[发明专利]一种ABCG2基因多态性检测试剂盒

说明书

本发明涉及一种ABCG2基因多态性检测试剂盒，所述检测试剂盒包括：底物、检测液、酶系混合液、特异性引物、三磷酸腺苷双磷酸酶和检测板，检测板上设有若干检测样孔，检测液预先封存在检测样孔中，酶系混合液包括DNA聚合酶、ATP硫酸化酶及荧光素酶，特异性引物为待测单链的特异性退火引物，所述SNP位点的待测序列包含在如序列表SEQ ID NO:1所示的序列中，测序的退火引物序列如序列表SEQ ID NO:2所示。本发明中的ABCG2基因多态性检测试剂盒可以适用于市面上所有已出现或在研究中的SNP位点及所有的特异性引物，可以根据需要随时调整试剂盒的检测内容及数量，可操作性强，有大规模的推广价值。

技术领域

本发明涉及基因检测领域，尤其涉及单核苷酸多态性的检测系统，具体是指一种ABCG2基因多态性检测试剂盒。

背景技术

SNP单核苷酸多态性(Single Nucleotide Polymorphism，SNP)的检测技术可分为两个时代，一为凝胶时代，二为高通量时代。凝胶时代的主要技术和方法包括限制性酶切片段长度多态性分析(RFLP)、寡核苷酸连接分析(OLA)、等位基因特异聚合酶链反应分析(AS2PCR)、单链构象多态性分析(SSCP)、变性梯度凝胶电泳分析(DGGE)，虽然这些技术与高通量时代的技术原理大致一样，但是由于它不能进行自动化，只能进行小规模的SNP分型测试，所以必然会被淘汰。高通量时代的SNP分型技术按其技术原理可分为:特异位点杂交(ASH)、特异位点引物延伸(ASPE)、单碱基延伸(SBCE)、特异位点切割(ASC)和特异位点连接(ASL)5种方法。这些技术虽在某种程度上能完成对SNP的检测，但由于它们必须通过凝胶电泳进行检测，因此，距快速、高效、自动化的目标还相差甚远。传统的RFLP只能检测到SNP的一部分，测序技术既费时费力，又不易实现自动化，而且DNA链的二级结构还容易造成人工假相，使测序结果出现偏差，不适宜于SNP的检测；SSCP则很难满足自动化的需要，难以大规模开展工作。因此，这些方法均未被广泛采用。现有的SNP检测有如下方法：

探针法，其中TaqMan探针法的原理为针对一个SNP位点的两种基因型分别设计两条TaqMan探针，两条探针的5’端分别标记两种不同的荧光基团(如FAM和VIC)，3’端都标记一个淬灭荧光基团。PCR扩增过程中，TaqMan探针与对应产物模板在退火时杂交形成适合于核酸外切酶活性的底物，导致探针5’端荧光基团修饰的碱基被切割下来，从而释放荧光信号，所以PCR过程中荧光信号的出现特异指示SNP位点的基因型。探针法还包括一种改进的双杂交探针法，即FRET探针法，其主要特点是针对一个SNP位点设计一对相邻杂交的探针，其中一条探针杂交于SNP位点之上，两条荧光标记探针因荧光能量共振转移原理实现荧光检测，应用这一方法时需要对明确SNP位点信息，针对其特定的序列设计并合成特异性探针。探针法的准确性高，适合于大样本、少位点的检测，但是价格比较贵，合成探针的成本比较高，如果只是做少量样本则探针法性价比很低。

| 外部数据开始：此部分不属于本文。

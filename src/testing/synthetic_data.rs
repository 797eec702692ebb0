//! Synthetic frames and device inventories for offline testing

use crate::types::{CameraFrame, CaptureDevice, DeviceKind};

/// Create a synthetic RGB frame whose content varies with `frame_number`
pub fn synthetic_video_frame(frame_number: u64, width: u32, height: u32) -> CameraFrame {
    let mut data = vec![0u8; (width * height * 3) as usize];

    let base = (frame_number % 256) as u8;
    for y in 0..height {
        for x in 0..width {
            let idx = ((y * width + x) * 3) as usize;
            data[idx] = base.wrapping_add((x % 256) as u8);
            data[idx + 1] = base.wrapping_add((y % 256) as u8);
            data[idx + 2] = base.wrapping_add(((x + y) % 256) as u8);
        }
    }

    CameraFrame::new(data, width, height, "synthetic".to_string())
}

/// Typical phone inventory: front and rear camera plus a microphone
pub fn phone_devices() -> Vec<CaptureDevice> {
    vec![
        CaptureDevice::new("mic-0", "g-0", DeviceKind::AudioInput, "Built-in Microphone"),
        CaptureDevice::new("cam-front", "g-1", DeviceKind::VideoInput, "Front Camera"),
        CaptureDevice::new("cam-back", "g-2", DeviceKind::VideoInput, "Back Camera"),
    ]
}

/// Same inventory before permission is granted: labels redacted
pub fn redacted_phone_devices() -> Vec<CaptureDevice> {
    phone_devices()
        .into_iter()
        .map(|mut d| {
            d.label.clear();
            d
        })
        .collect()
}

/// Laptop with a single built-in camera
pub fn laptop_devices() -> Vec<CaptureDevice> {
    vec![
        CaptureDevice::new("cam-0", "g-0", DeviceKind::VideoInput, "Integrated Webcam"),
        CaptureDevice::new("spk-0", "g-1", DeviceKind::AudioOutput, "Speakers"),
    ]
}

#[cfg(test)]
mod tests {
    use super::*;

    #[test]
    fn test_synthetic_video_frame_correct_size() {
        let frame = synthetic_video_frame(0, 640, 360);
        assert_eq!(frame.width, 640);
        assert_eq!(frame.height, 360);
        assert!(frame.is_valid());
    }

    #[test]
    fn test_synthetic_video_frames_differ() {
        let frame0 = synthetic_video_frame(0, 32, 24);
        let frame1 = synthetic_video_frame(1, 32, 24);
        assert_ne!(frame0.data[0], frame1.data[0]);
    }

    #[test]
    fn test_redacted_devices_keep_ids() {
        let devices = redacted_phone_devices();
        assert!(devices.iter().all(|d| d.label.is_empty()));
        assert_eq!(devices[1].id, "cam-front");
    }
}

SNPshot法为基于荧光标记单碱基延伸原理的分型技术，也称小测序法，主要针对中等通量的SNP分型项目。在一个含有测序酶，四种荧光标记的ddNTP，紧挨多态位点5’端的不同长度延伸引物和PCR产物模板的反应体系中，引物延伸一个碱基即终止，经ABI测序仪电泳后，根据峰的颜色可知掺入的碱基种类，从而确定该样本的基因型，根据峰移动的胶位置确定该延伸产物对应的SNP位点。对于PCR产物模板可通过多重PCR反应体系来获得。通常用于5--30个SNP位点分析。但SNPshot法所采用的所有试剂及仪器均为进口产品，因此检测成本很高。